▶ [Study material]:
//! Connection handles shared by the relay and the live gateway.
//!
//! A socket task owns the receiving half of an unbounded queue; everything
//! else talks to the socket through a cloneable [`ConnectionHandle`].

use bytes::Bytes;
use std::fmt;
use std::sync::atomic::{AtomicU64, Ordering};
use std::sync::Arc;
use std::time::{SystemTime, UNIX_EPOCH};
use thiserror::Error;
use tokio::sync::mpsc;

/// Atomic counter keeping IDs unique within the same nanosecond.
static ID_COUNTER: AtomicU64 = AtomicU64::new(0);

/// Unique identifier for a connection.
#[derive(Debug, Clone, PartialEq, Eq, Hash, PartialOrd, Ord)]
pub struct ConnectionId(pub String);

impl ConnectionId {
    /// Create a new connection ID.
    #[must_use]
    pub fn new(id: impl Into<String>) -> Self {
        Self(id.into())
    }

    /// Generate a unique connection ID.
    #[must_use]
    pub fn generate() -> Self {
        let timestamp = SystemTime::now()
            .duration_since(UNIX_EPOCH)
            .map(|d| d.as_nanos() as u64)
            .unwrap_or_default();
        let counter = ID_COUNTER.fetch_add(1, Ordering::Relaxed);
        Self(format!("conn_{:x}_{:x}", timestamp, counter))
    }

    /// Get the ID as a string slice.
    #[must_use]
    pub fn as_str(&self) -> &str {
        &self.0
    }
}

impl fmt::Display for ConnectionId {
    fn fmt(&self, f: &mut fmt::Formatter<'_>) -> fmt::Result {
        write!(f, "{}", self.0)
    }
}

impl From<&str> for ConnectionId {
    fn from(s: &str) -> Self {
        Self(s.to_string())
    }
}

impl From<String> for ConnectionId {
    fn from(s: String) -> Self {
        Self(s)
    }
}

/// Close frame details.
#[derive(Debug, Clone, PartialEq, Eq)]
pub struct CloseReason {
    /// WebSocket close code.
    pub code: u16,
    /// Human-readable reason.
    pub reason: String,
}

impl CloseReason {
    /// Normal closure.
    pub const NORMAL: u16 = 1000;
    /// Policy violation, used for heartbeat eviction and room resets.
    pub const POLICY: u16 = 1008;

    /// Create a close reason.
    #[must_use]
    pub fn new(code: u16, reason: impl Into<String>) -> Self {
        Self {
            code,
            reason: reason.into(),
        }
    }
}

/// A frame queued for a socket.
#[derive(Debug, Clone, PartialEq, Eq)]
pub enum Outbound {
    /// JSON text frame.
    Text(String),
    /// Binary frame.
    Binary(Bytes),
    /// Transport-level liveness probe.
    Ping,
    /// Close the socket. The socket task stops after sending it.
    Close(Option<CloseReason>),
}

/// Delivery errors.
#[derive(Debug, Error, PartialEq, Eq)]
pub enum DeliveryError {
    /// The socket task has gone away.
    #[error("Connection closed: {0}")]
    Closed(ConnectionId),
}

/// Cloneable handle to a connected socket.
#[derive(Debug, Clone)]
pub struct ConnectionHandle {
    id: ConnectionId,
    origin: Arc<str>,
    tx: mpsc::UnboundedSender<Outbound>,
}

impl ConnectionHandle {
    /// Create a handle and the queue its socket task drains.
    #[must_use]
    pub fn new(
        id: ConnectionId,
        origin: impl Into<Arc<str>>,
    ) -> (Self, mpsc::UnboundedReceiver<Outbound>) {
        let (tx, rx) = mpsc::unbounded_channel();
        (
            Self {
                id,
                origin: origin.into(),
                tx,
            },
            rx,
        )
    }

    /// Get the connection ID.
    #[must_use]
    pub fn id(&self) -> &ConnectionId {
        &self.id
    }

    /// Get the origin tag (the URL the socket was opened on).
    #[must_use]
    pub fn origin(&self) -> &str {
        &self.origin
    }

    /// Queue a frame for the socket.
    ///
    /// # Errors
    ///
    /// Returns an error if the socket task has stopped.
    pub fn send(&self, frame: Outbound) -> Result<(), DeliveryError> {
        self.tx
            .send(frame)
            .map_err(|_| DeliveryError::Closed(self.id.clone()))
    }

    /// Queue a text frame.
    ///
    /// # Errors
    ///
    /// Returns an error if the socket task has stopped.
    pub fn send_text(&self, text: impl Into<String>) -> Result<(), DeliveryError> {
        self.send(Outbound::Text(text.into()))
    }

    /// Check whether the socket task is still draining the queue.
    #[must_use]
    pub fn is_open(&self) -> bool {
        !self.tx.is_closed()
    }
}

#[cfg(test)]
mod tests {
    use super::*;

    #[test]
    fn test_connection_id_generation() {
        let id1 = ConnectionId::generate();
        let id2 = ConnectionId::generate();
        assert_ne!(id1, id2);
        assert!(id1.as_str().starts_with("conn_"));
    }

    #[test]
    fn test_handle_send() {
        let (handle, mut rx) = ConnectionHandle::new("conn-1".into(), "/?ns=a");
        assert_eq!(handle.origin(), "/?ns=a");

        handle.send_text("hello").unwrap();
        assert_eq!(rx.try_recv().unwrap(), Outbound::Text("hello".to_string()));
    }

    #[test]
    fn test_handle_send_after_drop() {
        let (handle, rx) = ConnectionHandle::new("conn-1".into(), "/");
        drop(rx);

        assert!(!handle.is_open());
        assert_eq!(
            handle.send(Outbound::Ping),
            Err(DeliveryError::Closed("conn-1".into()))
        );
    }
}
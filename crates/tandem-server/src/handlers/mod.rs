//! HTTP and WebSocket handlers for the Tandem server.
//!
//! Routes:
//!
//! | method | path                     | handler                |
//! |--------|--------------------------|------------------------|
//! | GET    | `{signaling}`            | signaling WebSocket    |
//! | GET    | `{collab}/:doc_name`     | live sync WebSocket    |
//! | POST   | `{poll}`                 | poll reconciliation    |
//! | POST   | `{reset}`                | live session reset     |
//! | GET    | `/health`                | health and counters    |

mod live;
mod poll;
mod signaling;

use crate::config::Config;
use crate::metrics;
use anyhow::{Context, Result};
use axum::{
    extract::{DefaultBodyLimit, State},
    http::HeaderMap,
    response::IntoResponse,
    routing::{get, post},
    Json, Router,
};
use std::sync::Arc;
use tandem_core::{AccessPolicy, DocumentStore, HeaderAccessPolicy, Relay};
use tokio::net::TcpListener;
use tracing::{error, info};

/// Shared server state.
pub struct AppState {
    /// The signaling relay.
    pub relay: Arc<Relay>,
    /// Live documents.
    pub store: DocumentStore,
    /// Source of per-request access grants.
    pub policy: Arc<dyn AccessPolicy>,
    /// Server configuration.
    pub config: Config,
}

impl AppState {
    /// Create new app state trusting the upstream permission headers.
    #[must_use]
    pub fn new(config: Config) -> Self {
        Self::with_policy(config, Arc::new(HeaderAccessPolicy))
    }

    /// Create new app state with a custom access policy.
    #[must_use]
    pub fn with_policy(config: Config, policy: Arc<dyn AccessPolicy>) -> Self {
        Self {
            relay: Arc::new(Relay::with_config(config.relay())),
            store: DocumentStore::with_config(config.store()),
            policy,
            config,
        }
    }
}

/// Build the application router.
pub fn router(state: Arc<AppState>) -> Router {
    let paths = &state.config.paths;
    let collab = format!("{}/:doc_name", paths.collab.trim_end_matches('/'));
    let poll_limit = DefaultBodyLimit::max(state.config.limits.max_poll_body());

    Router::new()
        .route(&paths.signaling, get(signaling::ws_handler))
        .route(&collab, get(live::ws_handler))
        .route(&paths.poll, post(poll::poll_handler).layer(poll_limit))
        .route(&paths.reset, post(poll::reset_handler))
        .route("/health", get(health_handler))
        .with_state(state)
}

/// Serve the application on an already bound listener.
///
/// # Errors
///
/// Returns an error if the server stops abnormally.
pub async fn serve(listener: TcpListener, state: Arc<AppState>) -> Result<()> {
    axum::serve(listener, router(state))
        .await
        .context("Server error")
}

/// Run the HTTP/WebSocket server.
///
/// # Errors
///
/// Returns an error if the server fails to start.
pub async fn run_server(config: Config) -> Result<()> {
    if config.metrics.enabled {
        if let Err(e) = metrics::start_metrics_server(config.metrics.port) {
            error!("Failed to start metrics server: {}", e);
        }
    }

    let addr = config.bind_addr()?;
    let listener = TcpListener::bind(addr)
        .await
        .with_context(|| format!("Failed to bind {}", addr))?;

    info!("Tandem server listening on {}", addr);
    info!("Signaling endpoint: ws://{}{}", addr, config.paths.signaling);
    info!("Collaboration endpoint: ws://{}{}/<doc>", addr, config.paths.collab);
    info!("Poll endpoint: http://{}{}", addr, config.paths.poll);

    let state = Arc::new(AppState::new(config));
    serve(listener, state).await
}

/// Health check handler.
async fn health_handler(State(state): State<Arc<AppState>>) -> impl IntoResponse {
    let relay = state.relay.stats();
    let store = state.store.stats();
    Json(serde_json::json!({
        "status": "ok",
        "version": env!("CARGO_PKG_VERSION"),
        "topics": relay.broker.topic_count,
        "connections": relay.connections,
        "documents": store.document_count,
        "sessions": store.session_count,
    }))
}

/// Read a header as a string, ignoring values that are not visible ASCII.
fn header<'a>(headers: &'a HeaderMap, name: &str) -> Option<&'a str> {
    headers.get(name).and_then(|v| v.to_str().ok())
}
//! Live collaboration WebSocket.

use super::{header, AppState};
use crate::error::ApiError;
use crate::metrics::{self, gateway, ConnectionMetricsGuard};
use axum::{
    extract::{
        ws::{
            close_code, rejection::WebSocketUpgradeRejection, CloseFrame, Message, WebSocket,
            WebSocketUpgrade,
        },
        Path, Query, State,
    },
    http::HeaderMap,
    response::{IntoResponse, Response},
};
use futures_util::{SinkExt, StreamExt};
use std::sync::Arc;
use tandem_core::{
    require_room, verify_room_identity, AccessRequest, ConnectionId, Forward, LiveSession,
};
use tandem_protocol::headers::{CAN_EDIT, USER_ID};
use tandem_protocol::RoomQuery;
use tracing::{debug, trace, warn};

/// WebSocket upgrade handler.
///
/// The room is checked against the document name in the path before the
/// upgrade, so a mismatch is answered with a plain `401`.
pub async fn ws_handler(
    Path(doc_name): Path<String>,
    Query(query): Query<RoomQuery>,
    headers: HeaderMap,
    State(state): State<Arc<AppState>>,
    ws: Result<WebSocketUpgrade, WebSocketUpgradeRejection>,
) -> Result<Response, ApiError> {
    let room = require_room(&query).map_err(|e| {
        metrics::record_rejected("missing_room");
        e
    })?;
    verify_room_identity(room, &doc_name).map_err(|e| {
        metrics::record_rejected("room_mismatch");
        e
    })?;

    let ws = match ws {
        Ok(ws) => ws,
        Err(rejection) => return Ok(rejection.into_response()),
    };

    let grant = state
        .policy
        .grant(AccessRequest {
            room,
            can_edit: header(&headers, CAN_EDIT),
            user_id: header(&headers, USER_ID),
        })
        .await;
    let session = LiveSession::bind(&state.store, &doc_name, grant, ConnectionId::generate())?;
    metrics::set_active_documents(state.store.len());

    Ok(ws
        .max_message_size(state.config.limits.max_message_size)
        .on_upgrade(move |socket| handle_websocket(socket, session))
        .into_response())
}

/// Handle a bound live session.
async fn handle_websocket(socket: WebSocket, mut session: LiveSession) {
    let _metrics_guard = ConnectionMetricsGuard::new(gateway::LIVE);
    let connection_id = session.id().clone();
    let (mut sender, mut receiver) = socket.split();

    let greeting = session.greeting().await;
    if sender.send(Message::Binary(greeting.to_vec())).await.is_err() {
        warn!(connection = %connection_id, "Failed to send sync step 1");
        return;
    }

    loop {
        tokio::select! {
            event = session.next_event() => {
                match event {
                    Some(Forward::Frame(frame)) => {
                        metrics::record_message(gateway::LIVE, frame.len(), "outbound");
                        if sender.send(Message::Binary(frame.to_vec())).await.is_err() {
                            break;
                        }
                    }
                    Some(Forward::Close) => {
                        let _ = sender
                            .send(Message::Close(Some(CloseFrame {
                                code: close_code::NORMAL,
                                reason: "reset".into(),
                            })))
                            .await;
                        break;
                    }
                    None => break,
                }
            }

            msg = receiver.next() => {
                match msg {
                    Some(Ok(Message::Binary(data))) => {
                        metrics::record_message(gateway::LIVE, data.len(), "inbound");
                        match session.handle_frame(&data).await {
                            Ok(Some(reply)) => {
                                metrics::record_message(gateway::LIVE, reply.len(), "outbound");
                                if sender.send(Message::Binary(reply.to_vec())).await.is_err() {
                                    break;
                                }
                            }
                            Ok(None) => {}
                            Err(e) => {
                                warn!(connection = %connection_id, error = %e, "Dropping frame");
                                metrics::record_error("sync");
                            }
                        }
                    }
                    Some(Ok(Message::Text(_))) => {
                        trace!(connection = %connection_id, "Ignoring text frame");
                    }
                    Some(Ok(Message::Ping(data))) => {
                        if sender.send(Message::Pong(data)).await.is_err() {
                            break;
                        }
                    }
                    Some(Ok(Message::Pong(_))) => {}
                    Some(Ok(Message::Close(_))) => {
                        debug!(connection = %connection_id, "Received close frame");
                        break;
                    }
                    Some(Err(e)) => {
                        warn!(connection = %connection_id, error = %e, "WebSocket error");
                        metrics::record_error("websocket");
                        break;
                    }
                    None => {
                        debug!(connection = %connection_id, "WebSocket stream ended");
                        break;
                    }
                }
            }
        }
    }

    session.close();
}
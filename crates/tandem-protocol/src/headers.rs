//! Request headers supplied by the upstream permission layer.

/// Edit permission header. `"True"` grants edit rights; anything else is read-only.
pub const CAN_EDIT: &str = "x-can-edit";

/// Authenticated user identity header.
pub const USER_ID: &str = "x-user-id";

/// Interpret the value of [`CAN_EDIT`].
///
/// The permission layer writes `"True"`; matching is case-insensitive and
/// ignores surrounding whitespace. A missing header means read-only.
#[must_use]
pub fn parse_can_edit(value: Option<&str>) -> bool {
    value.is_some_and(|v| v.trim().eq_ignore_ascii_case("true"))
}
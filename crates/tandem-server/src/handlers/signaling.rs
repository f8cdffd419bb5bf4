//! Signaling WebSocket.
//!
//! Each socket is registered with the relay, gets its own heartbeat task and
//! drains an outbound queue the relay writes into. Teardown always goes
//! through [`tandem_core::Relay::disconnect`].

use super::AppState;
use crate::metrics::{self, gateway, ConnectionMetricsGuard};
use axum::{
    extract::{
        ws::{CloseFrame, Message, WebSocket, WebSocketUpgrade},
        OriginalUri, State,
    },
    response::IntoResponse,
};
use futures_util::{SinkExt, StreamExt};
use std::sync::Arc;
use tandem_core::{Handled, Outbound};
use tracing::{debug, trace, warn};

/// WebSocket upgrade handler.
pub async fn ws_handler(
    ws: WebSocketUpgrade,
    OriginalUri(uri): OriginalUri,
    State(state): State<Arc<AppState>>,
) -> impl IntoResponse {
    // Peers only see each other when they connected to the same URI.
    let origin = uri
        .path_and_query()
        .map_or_else(|| uri.path().to_string(), |pq| pq.as_str().to_string());

    ws.max_message_size(state.config.limits.max_message_size)
        .on_upgrade(move |socket| handle_websocket(socket, origin, state))
}

/// Convert a queued frame into a WebSocket message.
fn to_message(outbound: Outbound) -> Message {
    match outbound {
        Outbound::Text(text) => Message::Text(text),
        Outbound::Binary(data) => Message::Binary(data.to_vec()),
        Outbound::Ping => Message::Ping(Vec::new()),
        Outbound::Close(reason) => Message::Close(reason.map(|r| CloseFrame {
            code: r.code,
            reason: r.reason.into(),
        })),
    }
}

/// Handle a signaling connection.
async fn handle_websocket(socket: WebSocket, origin: String, state: Arc<AppState>) {
    let _metrics_guard = ConnectionMetricsGuard::new(gateway::SIGNALING);
    let relay = Arc::clone(&state.relay);

    let (handle, mut outbound) = relay.connect(origin);
    let connection_id = handle.id().clone();
    let heartbeat = relay.spawn_heartbeat(connection_id.clone());

    debug!(connection = %connection_id, origin = %handle.origin(), "Signaling connected");

    let (mut sender, mut receiver) = socket.split();

    loop {
        tokio::select! {
            biased;

            queued = outbound.recv() => {
                let Some(queued) = queued else { break };
                let closing = matches!(queued, Outbound::Close(_));
                let message = to_message(queued);
                if let Message::Text(text) = &message {
                    metrics::record_message(gateway::SIGNALING, text.len(), "outbound");
                }
                if sender.send(message).await.is_err() || closing {
                    break;
                }
            }

            msg = receiver.next() => {
                match msg {
                    Some(Ok(Message::Text(text))) => {
                        metrics::record_message(gateway::SIGNALING, text.len(), "inbound");
                        match relay.handle_text(&handle, &text) {
                            Handled::Subscribed(_) | Handled::Unsubscribed(_) => {
                                metrics::set_active_topics(relay.broker().stats().topic_count);
                            }
                            handled => {
                                trace!(connection = %connection_id, handled = ?handled, "Frame handled");
                            }
                        }
                    }
                    Some(Ok(Message::Binary(_))) => {
                        trace!(connection = %connection_id, "Ignoring binary frame");
                    }
                    Some(Ok(Message::Ping(data))) => {
                        relay.mark_alive(&connection_id);
                        if sender.send(Message::Pong(data)).await.is_err() {
                            break;
                        }
                    }
                    Some(Ok(Message::Pong(_))) => {
                        relay.mark_alive(&connection_id);
                    }
                    Some(Ok(Message::Close(_))) => {
                        debug!(connection = %connection_id, "Received close frame");
                        break;
                    }
                    Some(Err(e)) => {
                        warn!(connection = %connection_id, error = %e, "WebSocket error");
                        metrics::record_error("websocket");
                        break;
                    }
                    None => {
                        debug!(connection = %connection_id, "WebSocket stream ended");
                        break;
                    }
                }
            }
        }
    }

    heartbeat.abort();
    relay.disconnect(&connection_id, None);
    metrics::set_active_topics(relay.broker().stats().topic_count);

    debug!(connection = %connection_id, "Signaling disconnected");
}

▶ [Problem]: Please give again the lines above between the line holding "use crate::config::Config;" and the line holding "server stops abnormally.", inclusive, exactly as they are and with nothing added.

▶ [Task output]:
use crate::config::Config;
use crate::metrics;
use anyhow::{Context, Result};
use axum::{
    extract::{DefaultBodyLimit, State},
    http::HeaderMap,
    response::IntoResponse,
    routing::{get, post},
    Json, Router,
};
use std::sync::Arc;
use tandem_core::{AccessPolicy, DocumentStore, HeaderAccessPolicy, Relay};
use tokio::net::TcpListener;
use tracing::{error, info};

/// Shared server state.
pub struct AppState {
    /// The signaling relay.
    pub relay: Arc<Relay>,
    /// Live documents.
    pub store: DocumentStore,
    /// Source of per-request access grants.
    pub policy: Arc<dyn AccessPolicy>,
    /// Server configuration.
    pub config: Config,
}

impl AppState {
    /// Create new app state trusting the upstream permission headers.
    #[must_use]
    pub fn new(config: Config) -> Self {
        Self::with_policy(config, Arc::new(HeaderAccessPolicy))
    }

    /// Create new app state with a custom access policy.
    #[must_use]
    pub fn with_policy(config: Config, policy: Arc<dyn AccessPolicy>) -> Self {
        Self {
            relay: Arc::new(Relay::with_config(config.relay())),
            store: DocumentStore::with_config(config.store()),
            policy,
            config,
        }
    }
}

/// Build the application router.
pub fn router(state: Arc<AppState>) -> Router {
    let paths = &state.config.paths;
    let collab = format!("{}/:doc_name", paths.collab.trim_end_matches('/'));
    let poll_limit = DefaultBodyLimit::max(state.config.limits.max_poll_body());

    Router::new()
        .route(&paths.signaling, get(signaling::ws_handler))
        .route(&collab, get(live::ws_handler))
        .route(&paths.poll, post(poll::poll_handler).layer(poll_limit))
        .route(&paths.reset, post(poll::reset_handler))
        .route("/health", get(health_handler))
        .with_state(state)
}

/// Serve the application on an already bound listener.
///
/// # Errors
///
/// Returns an error if the server stops abnormally.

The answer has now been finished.